予告編を見た時は金のかかったSF大作だと思ったんですが、ところがどっこい。稀に見るB級ホラー映画でございました。一番辛かったのは主演のガイ・ピアースがとんでもなく貧相だったことですね。ちょっとやばいくらい頬がこけてて、この人、もしかせんでも猿顔なんじゃ?とそんなことばかり気になってしょうがなかったです。
お話は出だしはヨカッタんですよ。愛する恋人を路上強盗に殺されたガイピが4年間でタイムマシンを作り上げ(数学博士だったのかな。ようわからん)過去に戻って恋人を取り戻そうとする、それは切ない話だったはずなんですが!!一回目はね、上手く事件のあった日に戻れたわけですよ。で、当然ながら何にも知らない彼女を連れて人通りの多い方へ向かい、ここまできたらもう安心とばかりに彼女を道端に残し花を買いに行くんです。ところが一人で待っていた彼女に今度は暴走した馬車がつっこみ、またもお亡くなりになってしまいます。「千回戻ったら千回彼女を殺すことになるのか」と嘆くガイピ。普通この辺であきらめもつくと思うんですが、なぜか唐突に「過去に答えはない!」と言い出し未来に向けて発進です。
とりあえず行った先は2030年くらい(うろ覚え)の未来で月への移住みたいな話が出てます。2002年に生きている身としては「そらないだろう」と思うのですが、原作自体が100年以上前なんでつっこまないでやりましょう。その次にまたちょこっとだけ先に進んでみると、なんとあなた、月が割れて今にも落ちてきそうになってるんですよ。怖いですね。逃げ場がないです。で、ガイピも慌てまくるのですが、落ちてきた月の欠片みたいなのがガツンガツンと直撃して、あえなく失神。その間にくるくるとカウンターだけが回転し気がついた時には「80万年後の世界へようこそ!!!」
80万年てキミ。なんでそんなに目盛つけちゃったかなー。前後100年くらいにしとけばいいのに欲張るから!おまけに80万年先の未来がこれまた先祖返りしちゃってて。(ウォーターワールドとかあんな感じです)みんな独特の言語を話してて、一瞬、英語が通じないのかと焦ったら何気に流暢に話す女が出現。学校の先生らしい彼女が言うには「あなたが話す言葉は子供の時に習うのよ。使わないけど」だって!!そんな都合のいい話があるか!
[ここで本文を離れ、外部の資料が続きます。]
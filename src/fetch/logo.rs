use std::time::Duration;

use reqwest::{Client, StatusCode, Url};

use crate::config::Settings;
use crate::error::{AppError, Context};
use crate::fetch::FetchResult;

#[derive(Debug, Clone, PartialEq)]
pub struct LogoImage {
    pub source_url: String,
    pub bytes: Vec<u8>,
}

/// Fetch the company logo for `symbol`: the metadata endpoint yields an image
/// URL, then the raw bytes are pulled with a blocking client off the async
/// runtime. Independent of the quote request; may finish before, after, or
/// never relative to it.
pub async fn fetch_logo(
    client: &Client,
    settings: &Settings,
    symbol: &str,
) -> FetchResult<LogoImage> {
    let url = settings.logo_url(symbol);
    let response = client.get(&url).send().await?;

    if response.status() != StatusCode::OK {
        return Err(AppError::message(format!(
            "Logo request for {} failed with status {}",
            symbol,
            response.status()
        )));
    }

    let body = response.text().await?;
    if body.is_empty() {
        return Err(AppError::message(format!(
            "Logo request for {} returned an empty body",
            symbol
        )));
    }

    let logo_url = parse_logo_url(&body)?;
    fetch_logo_bytes(logo_url).await
}

/// Extract and validate the `url` field from the logo metadata body.
pub fn parse_logo_url(body: &str) -> FetchResult<Url> {
    let json: serde_json::Value = serde_json::from_str(body)?;

    let raw = json
        .get("url")
        .and_then(|value| value.as_str())
        .ok_or_else(|| AppError::malformed("missing or non-string field `url`"))?;

    Url::parse(raw).map_err(|err| AppError::malformed(format!("invalid logo URL {}: {}", raw, err)))
}

async fn fetch_logo_bytes(url: Url) -> FetchResult<LogoImage> {
    let source_url = url.to_string();
    let bytes = tokio::task::spawn_blocking(move || -> FetchResult<Vec<u8>> {
        let client = reqwest::blocking::Client::builder()
            .timeout(Duration::from_secs(10))
            .build()
            .context("Failed to construct logo HTTP client")?;
        let response = client.get(url).send()?.error_for_status()?;
        Ok(response.bytes()?.to_vec())
    })
    .await??;

    Ok(LogoImage { source_url, bytes })
}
で、ここからがこの映画のスゴイところなんですが、長い歴史の中、なんやかやあった挙句、生き残った人間は地上と地下に住み分けるようになり、地下にもぐった方の人間が地上の人間を攫っては食うらしいんですよ(笑)。いや全然笑いごとじゃないんですけど。とにかくこの地底人が凄まじいんです。人間と亀を足して漂白剤に三日三晩漬け込んだ感じと言えばわかってもらえるでしょうか。いやもうとんでもないキモさで、思わずガイピが男前に見えるほどでした。おまけにマッチョでね(ひー)でも5頭身くらいなの。そんなんが大挙して村を襲い、次々と人間を攫ってはずざざーーーーっと蟻地獄のように砂の下に潜って消えていくシーンが延々5分ほども続きます。もう漫画です。案の定、ガイピに優しくしてくれた彼女も連れ去られるのですが、人間は「俺たちは狩られるのが運命なんだ」とすっかりあきらめムード。それを「どうして戦わないんだーーーー!!」と激しく叱責するガイピです。男らしいんだかバカなんだか分かりません。1人でも俺は行く!と勇敢なのはステキなのですが、映画冒頭の数学おたくぶりは一体どこへやら。あまりのキャラ変わりについていけません。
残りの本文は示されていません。